Ho paura di ciò che so essere un pericolo. Risalendo alla radice del suo significato, si richiama al latino “pavor” a sua volta ricollegabile all’indoeuropeo “pat-“, cioè percuoto, opprimo, abbatto, calpesto (da cui “pavimento”). Mentre pànico che può sembrare simile nel suo “suono”, ha un’origine del tutto
diversa, richiamandosi al terrore suscitato da un dio, metà uomo e metà caprone, il dio Pan, che aggirandosi deforme nei boschi, atterriva le ninfe o i viandanti con la sua irruente imprevedibilità. Il panico è quindi il non-controllo che suscita il terrore.
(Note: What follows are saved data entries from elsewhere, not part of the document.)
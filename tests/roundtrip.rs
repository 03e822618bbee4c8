use sha2::{Digest, Sha256};
use std::collections::BTreeMap;
use std::path::Path;
use std::sync::Arc;

use ipfkit::{
    CreateConfig, IpfArchive, IpfExtractor, IpfNameCipher, NameCipher, PlainNameCipher, create,
};

fn populate(root: &Path, files: &[(&str, Vec<u8>)]) {
    for (name, body) in files {
        let path = root.join(name);
        std::fs::create_dir_all(path.parent().unwrap()).unwrap();
        std::fs::write(path, body).unwrap();
    }
}

/// Relative path -> SHA-256 of every file below `root`.
fn digest_tree(root: &Path) -> BTreeMap<String, String> {
    walkdir::WalkDir::new(root)
        .into_iter()
        .map(|e| e.unwrap())
        .filter(|e| e.file_type().is_file())
        .map(|e| {
            let rel = e.path().strip_prefix(root).unwrap();
            let name = rel
                .components()
                .map(|c| c.as_os_str().to_str().unwrap())
                .collect::<Vec<_>>()
                .join("/");
            let digest = hex::encode(Sha256::digest(std::fs::read(e.path()).unwrap()));
            (name, digest)
        })
        .collect()
}

fn sample_files() -> Vec<(&'static str, Vec<u8>)> {
    vec![
        ("hello.txt", b"hello ipf\n".to_vec()),
        ("xml/item.xml", b"<item id=\"1\"/>\n".to_vec()),
        ("ui/empty.dat", Vec::new()),
        ("data/blob.bin", (0..200_000u32).map(|i| (i % 251) as u8).collect()),
    ]
}

async fn pack_and_unpack(
    files: &[(&str, Vec<u8>)],
    encrypt_names: bool,
    cipher: Arc<dyn NameCipher>,
) -> (tempfile::TempDir, BTreeMap<String, String>) {
    let dir = tempfile::tempdir().unwrap();
    let input = dir.path().join("in");
    let output = dir.path().join("out");
    let archive_path = dir.path().join("test.ipf");
    populate(&input, files);

    let config = CreateConfig {
        encrypt_names,
        ..CreateConfig::new(&input, &archive_path)
    };
    let summary = create(&config, cipher.clone()).await.unwrap();
    assert_eq!(summary.entries, files.len());

    let archive = IpfArchive::load(&archive_path, cipher, 4).await.unwrap();
    assert_eq!(archive.skipped().count(), 0);
    let report = IpfExtractor::new(&archive, 4)
        .extract_all(&output)
        .await
        .unwrap();
    assert!(report.is_complete(), "failures: {:?}", report.failures);
    assert_eq!(report.extracted, files.len());

    assert_eq!(digest_tree(&output), digest_tree(&input));
    let digests = digest_tree(&output);
    (dir, digests)
}

#[tokio::test]
async fn four_entries_match_reference_hashes() {
    let (_dir, digests) =
        pack_and_unpack(&sample_files(), true, Arc::new(IpfNameCipher::new())).await;

    let expected: BTreeMap<String, String> = [
        ("data/blob.bin", "e24bc62381f1224fbbb74688663f8f9743b9680b193edd666835e97b06e730eb"),
        ("hello.txt", "8b94109bfd5fb9211ae4bcaa5fd58480d7425970cc43662a2a9e801e58800519"),
        ("ui/empty.dat", "e3b0c44298fc1c149afbf4c8996fb92427ae41e4649b934ca495991b7852b855"),
        ("xml/item.xml", "06d59726df6cc3c3df325966f0b892e43b378f78e954a53b317476b7dada8022"),
    ]
    .into_iter()
    .map(|(k, v)| (k.to_string(), v.to_string()))
    .collect();
    assert_eq!(digests, expected);
}

#[tokio::test]
async fn plain_names_round_trip() {
    pack_and_unpack(&sample_files(), false, Arc::new(PlainNameCipher)).await;
}

#[tokio::test]
async fn creation_is_deterministic() {
    let dir = tempfile::tempdir().unwrap();
    let input = dir.path().join("in");
    populate(&input, &sample_files());

    let mut outputs = Vec::new();
    for (name, workers) in [("a.ipf", 1), ("b.ipf", 8)] {
        let path = dir.path().join(name);
        let config = CreateConfig {
            workers,
            ..CreateConfig::new(&input, &path)
        };
        create(&config, Arc::new(IpfNameCipher::new())).await.unwrap();
        outputs.push(std::fs::read(&path).unwrap());
    }
    assert_eq!(outputs[0], outputs[1]);
}

#[tokio::test]
async fn extraction_is_idempotent_over_existing_output() {
    let dir = tempfile::tempdir().unwrap();
    let input = dir.path().join("in");
    let archive_path = dir.path().join("t.ipf");
    let output = dir.path().join("out");
    populate(&input, &sample_files());
    create(
        &CreateConfig::new(&input, &archive_path),
        Arc::new(IpfNameCipher::new()),
    )
    .await
    .unwrap();

    let archive = IpfArchive::load(&archive_path, Arc::new(IpfNameCipher::new()), 2)
        .await
        .unwrap();
    for _ in 0..2 {
        let report = IpfExtractor::new(&archive, 2).extract_all(&output).await.unwrap();
        assert!(report.is_complete());
    }
    assert_eq!(digest_tree(&output), digest_tree(&input));
}

#[tokio::test]
async fn many_entries_extract() {
    let files: Vec<(String, Vec<u8>)> = (0..10_050)
        .map(|i| (format!("d{:02}/f{:05}.txt", i % 50, i), format!("entry {}\n", i).into_bytes()))
        .collect();
    let borrowed: Vec<(&str, Vec<u8>)> = files
        .iter()
        .map(|(name, body)| (name.as_str(), body.clone()))
        .collect();

    let (_dir, digests) = pack_and_unpack(&borrowed, true, Arc::new(IpfNameCipher::new())).await;
    assert_eq!(digests.len(), 10_050);
}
La paura può essere invece una difesa, mi mette in guardia da qualcosa che mi può danneggiare. Con la paura la frequenza del mio respiro aumenta, catturo più ossigeno per prepararmi ad una possibile fuga, la bocca diventa secca, il battito cardiaco aumenta, i muscoli diventano tesi, sudo… il corpo si sta preparando a una reazione rapida. Il pericolo è chiaro, determinato, “ha un nome”. Gli animali hanno paura. Vivono ciò che vedono e sentono. Non fanno previsioni. Vivono la concretezza del presente. E anche l’essere umano, nella sua componente più antica, arcaica, vive la paura allo stesso modo. Se ha paura è perché ha paura “di qualcosa”. Chi ha paura può evitare il pericolo oppure decidere di accettarlo, andando oltre la sua paura. Se con la paura mi ritraggo e scappo, o mi paralizzo, nel caso in cui reagisca opponendomi e non ritraendomi, può subentrare la rabbia, che può manifestarsi come reazione iniziale o subentrare a una condizione di paura: in questo caso so di avere ragione, non sono soverchiato dal pericolo, mi oppongo e attacco, esprimendo anche fisicamente questo stato d’animo, contraggo le sopracciglia, mi sporgo in avanti, metto in tensione i miei muscoli, non più bloccati come nella paura, ma tesi e pronti allo scatto.
Strettamente connesso con la paura è, poi, il timore. Mi trovo di fronte a un evento non inaspettato, ma atteso, eppure qualcosa accade che può incrinare questa certezza. Si delinea la possibilità che non accada. Ma vivo nell’attesa fra ciò che può essere la speranza di non soffrire e ciò che invece mi potrà dare sofferenza. Basta poco.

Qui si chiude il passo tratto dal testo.